Tante squadre significa tanti giocatori che, nelle serie minori, sono spesso malpagati, malgestiti e poco seguiti anche nella loro crescita didattica e tecnica. Non basta far giocare i giovani; bisogna investire su di loro e, per farlo, servono risorse sufficienti. Il problema è numerico: più squadre significa più entità fra le quali dividere le risorse. Con meno squadre, aumenterebbero le risorse e la capacità di fare calcio, soprattutto nella Serie B che, da sempre, è il vero barometro del calcio italiano. Il calcio di provincia, piaccia o meno, rimane il serbatoio del calcio di vetrina. Se funziona il primo, ci sarà una Serie A di valore. Se invece è in crisi, le squadre che saliranno dalla Serie B alla Serie A, quasi mai saranno realtà che progettano l'impresa in un arco temporale rilevante, bensì contesti medio-piccoli che, in un campionato di basso valore come l'attuale Serie B, riescono ad emergere. Il livello del torneo cadetto si è così tanto abbassato che spesso, troppo spesso, chi sale con una buona organizzazione dalla Lega Pro riesce ad essere subito competitivo per le prime posizioni. C'è una componente agonistica intensa e prevalente che arriva quasi ad azzerare il livello tecnico del campionato stesso. Appare complicato uscire da questo cane che si morde la coda. La soluzione più logica, ossia ridurre drasticamente le squadre professionistiche (da 102 a non più di 70), trova argini e barriere proprio in quelle stesse squadre in crisi che non possono accettare di votare contro sé stesse. Mutatis mutandis, è come chiedere ai politici di approvare la riduzione dei costi della politica stessa. Ogni Dracula fa fatica a rinunciare al suo sangue, anche se si tratta di una quantità minima. Questo è il ritratto del modello calcistico italiano, ma è anche il ritratto dell'Italia, un paese per gattopardi che vogliono cambiare, le cose senza però mettere in discussione sé stessi. Vogliamo la tavola pronta senza fare troppa fatica e se si tratta di rinunciare a qualcosa non siamo disponibili a farlo, sperando che ci sia qualcun altro che lo faccia al posto nostro perché tanto la colpa sarà sempre degli altri.

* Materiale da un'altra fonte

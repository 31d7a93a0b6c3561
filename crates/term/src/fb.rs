//! Styled character grid the game view draws into.
//!
//! All writes clip silently at the edges, so drawing code never has to check
//! the viewport size first.

use std::fmt::Write as _;

use arrayvec::ArrayString;

/// 24-bit color.
#[derive(Debug, Clone, Copy, PartialEq, Eq, Default)]
pub struct Rgb {
    pub r: u8,
    pub g: u8,
    pub b: u8,
}

impl Rgb {
    pub const fn new(r: u8, g: u8, b: u8) -> Self {
        Self { r, g, b }
    }

    /// Linear mix toward `other`; `t = 0.0` is `self`, `t = 1.0` is `other`.
    pub fn mix(self, other: Rgb, t: f32) -> Rgb {
        let t = t.clamp(0.0, 1.0);
        let lerp = |a: u8, b: u8| (a as f32 + (b as f32 - a as f32) * t).round() as u8;
        Rgb::new(
            lerp(self.r, other.r),
            lerp(self.g, other.g),
            lerp(self.b, other.b),
        )
    }
}

#[derive(Debug, Clone, Copy, PartialEq, Eq)]
pub struct CellStyle {
    pub fg: Rgb,
    pub bg: Rgb,
    pub bold: bool,
    pub dim: bool,
}

impl CellStyle {
    /// Light grey on black, no attributes.
    pub const PLAIN: CellStyle = CellStyle {
        fg: Rgb::new(220, 220, 220),
        bg: Rgb::new(0, 0, 0),
        bold: false,
        dim: false,
    };
}

impl Default for CellStyle {
    fn default() -> Self {
        Self::PLAIN
    }
}

#[derive(Debug, Clone, Copy, PartialEq, Eq)]
pub struct Cell {
    pub ch: char,
    pub style: CellStyle,
}

impl Cell {
    pub const BLANK: Cell = Cell {
        ch: ' ',
        style: CellStyle::PLAIN,
    };
}

impl Default for Cell {
    fn default() -> Self {
        Self::BLANK
    }
}

#[derive(Debug, Clone, PartialEq, Eq)]
pub struct FrameBuffer {
    width: u16,
    height: u16,
    /// Row-major cells (y * width + x)
    cells: Vec<Cell>,
}

impl FrameBuffer {
    pub fn new(width: u16, height: u16) -> Self {
        Self {
            width,
            height,
            cells: vec![Cell::BLANK; width as usize * height as usize],
        }
    }

    pub fn width(&self) -> u16 {
        self.width
    }

    pub fn height(&self) -> u16 {
        self.height
    }

    pub fn same_size(&self, other: &FrameBuffer) -> bool {
        self.width == other.width && self.height == other.height
    }

    /// Change dimensions, reusing the allocation. Contents are left in an
    /// unspecified arrangement; callers repaint after resizing.
    pub fn resize(&mut self, width: u16, height: u16) {
        self.width = width;
        self.height = height;
        self.cells.resize(width as usize * height as usize, Cell::BLANK);
    }

    fn offset(&self, x: u16, y: u16) -> Option<usize> {
        (x < self.width && y < self.height)
            .then(|| y as usize * self.width as usize + x as usize)
    }

    pub fn get(&self, x: u16, y: u16) -> Option<Cell> {
        self.offset(x, y).map(|i| self.cells[i])
    }

    /// Returns false when (x, y) is off the grid.
    pub fn set(&mut self, x: u16, y: u16, cell: Cell) -> bool {
        match self.offset(x, y) {
            Some(i) => {
                self.cells[i] = cell;
                true
            }
            None => false,
        }
    }

    pub fn fill(&mut self, cell: Cell) {
        self.cells.fill(cell);
    }

    pub fn glyph(&mut self, x: u16, y: u16, ch: char, style: CellStyle) {
        self.set(x, y, Cell { ch, style });
    }

    /// Write `s` left to right from (x, y). Returns the column after the
    /// last character.
    pub fn text(&mut self, x: u16, y: u16, s: &str, style: CellStyle) -> u16 {
        let mut cx = x;
        for ch in s.chars() {
            if !self.set(cx, y, Cell { ch, style }) {
                break;
            }
            cx += 1;
        }
        cx
    }

    /// Decimal rendering of `value`, without allocating.
    pub fn number(&mut self, x: u16, y: u16, value: u32, style: CellStyle) -> u16 {
        let mut digits = ArrayString::<10>::new();
        // u32::MAX has 10 digits, so this cannot overflow the buffer.
        let _ = write!(digits, "{value}");
        self.text(x, y, &digits, style)
    }

    pub fn rect(&mut self, x: u16, y: u16, w: u16, h: u16, ch: char, style: CellStyle) {
        for row in y..y.saturating_add(h) {
            for col in x..x.saturating_add(w) {
                self.glyph(col, row, ch, style);
            }
        }
    }

    /// Characters of row `y`.
    pub fn row_text(&self, y: u16) -> String {
        (0..self.width)
            .filter_map(|x| self.get(x, y))
            .map(|cell| cell.ch)
            .collect()
    }
}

Dieci anni fa la Premier League ebbe l'idea di andare a vendere i suoi diritti in Oriente. Questo ha comportato uno spostamento delle abitudini degli inglesi perché l'incontro di cartello, quasi sempre, viene messo all'ora di pranzo in quanto il mercato orientale (quello che paga di più) va rispettato ed accontentato. Noi italiani non ci siamo mai orientati verso un modello del genere, non a caso diventa un problema anche organizzare la finale di Supercoppa all'estero. La nostra pigrizia mentale e di abitudini vengono prima della convenienza e così oggi la Serie A ha ricavi televisivi che sono un quinto di quelli della Premier. La decadenza del nostro campionato e conseguentemente della Nazionale insomma, non sono una conseguenza del destino cinico e baro, bensì di tante, troppe, scelte sbagliate da parte nostra. Capirlo e prenderne atto potrebbe essere il primo passo verso la soluzione del problema, ma noi italiani preferiamo credere che il problema si risolva portando il campionato di Serie A da 20 a 18 squadre. In fondo, è più semplice credere che il problema sia tutto lì. Aiuta ad illudersi che la soluzione sia dietro l'angolo e che sia sufficiente togliere due squadra per ridare alla Serie A l'antico splendore. Purtroppo non è così.